Open Badges can help structure and reinforce blogs and ePortfolios

If we’re talking about past learning, I see a person’s body of work and the sum of their experience as similar to a swampy archaelogical site or an unexploited mine. For ongoing work and learning, maybe an abundant wetland estuary.
It requires investigation, cooperation with others, triage, channeling, sifting, extraction,  refinement, construction and packaging before you can develop transferable value from the raw materials that different audiences will recognize in environments where you want to build your social capital.
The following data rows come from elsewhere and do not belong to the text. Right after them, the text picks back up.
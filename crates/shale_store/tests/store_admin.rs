//! Store lifecycle admin surface: pause, destroy, and mode persistence.

mod common;

use common::{start_server, test_config, RespClient};
use shale_store::store::StoreMode;

#[tokio::test(flavor = "multi_thread", worker_threads = 4)]
async fn destroystore_requires_empty_then_paused() {
    let (server, addr) = start_server(test_config("destroy-cmd", 3));
    server.store(2).unwrap().set(b"k", b"v", None).unwrap();

    let mut client = RespClient::connect(addr).await;

    // Non-empty and not forced: refused, catalog untouched.
    let err = client.cmd(&["DESTROYSTORE", "2"]).await.error();
    assert!(err.contains("try to close an unempty store"), "{err}");
    assert_eq!(server.store(2).unwrap().get_mode(), StoreMode::ReadWrite);

    // Forced but not paused: refused.
    let err = client.cmd(&["DESTROYSTORE", "2", "force"]).await.error();
    assert!(err.contains("pausestore first"), "{err}");

    assert_eq!(client.cmd(&["PAUSESTORE", "2"]).await.simple(), "OK");
    assert_eq!(
        client.cmd(&["DESTROYSTORE", "2", "force"]).await.simple(),
        "OK"
    );
    assert_eq!(server.store(2).unwrap().get_mode(), StoreMode::StoreNone);
    assert_eq!(server.repl_mgr().unwrap().replica_count(2), 0);

    server.stop().await;
}

#[tokio::test(flavor = "multi_thread", worker_threads = 4)]
async fn destroyed_store_stays_destroyed_across_restart() {
    let cfg = test_config("destroy-restart", 3);
    {
        let (server, addr) = start_server(cfg.clone());
        let mut client = RespClient::connect(addr).await;
        assert_eq!(client.cmd(&["PAUSESTORE", "1"]).await.simple(), "OK");
        assert_eq!(client.cmd(&["DESTROYSTORE", "1"]).await.simple(), "OK");
        server.stop().await;
    }
    {
        let (server, _) = start_server(cfg);
        assert_eq!(server.store(1).unwrap().get_mode(), StoreMode::StoreNone);
        assert_eq!(server.store(0).unwrap().get_mode(), StoreMode::ReadWrite);
        server.stop().await;
    }
}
So I say that Open Badges can be like structural supports for a person’s body of work, like gabions for an embankment or corduroy roads in a wetland. Signposts, like localized GIS markers or 3D beacons helping you map and leverage your assets.


These hardened pieces of validated (and ideally aligned) evidence can support other kinds of evidence to tell your learning story.
So I’m going to be asking Stephen for a badge if I complete this MOOC. But I want a good one that I can use somewhere else…hmm, maybe at DeakinDigital?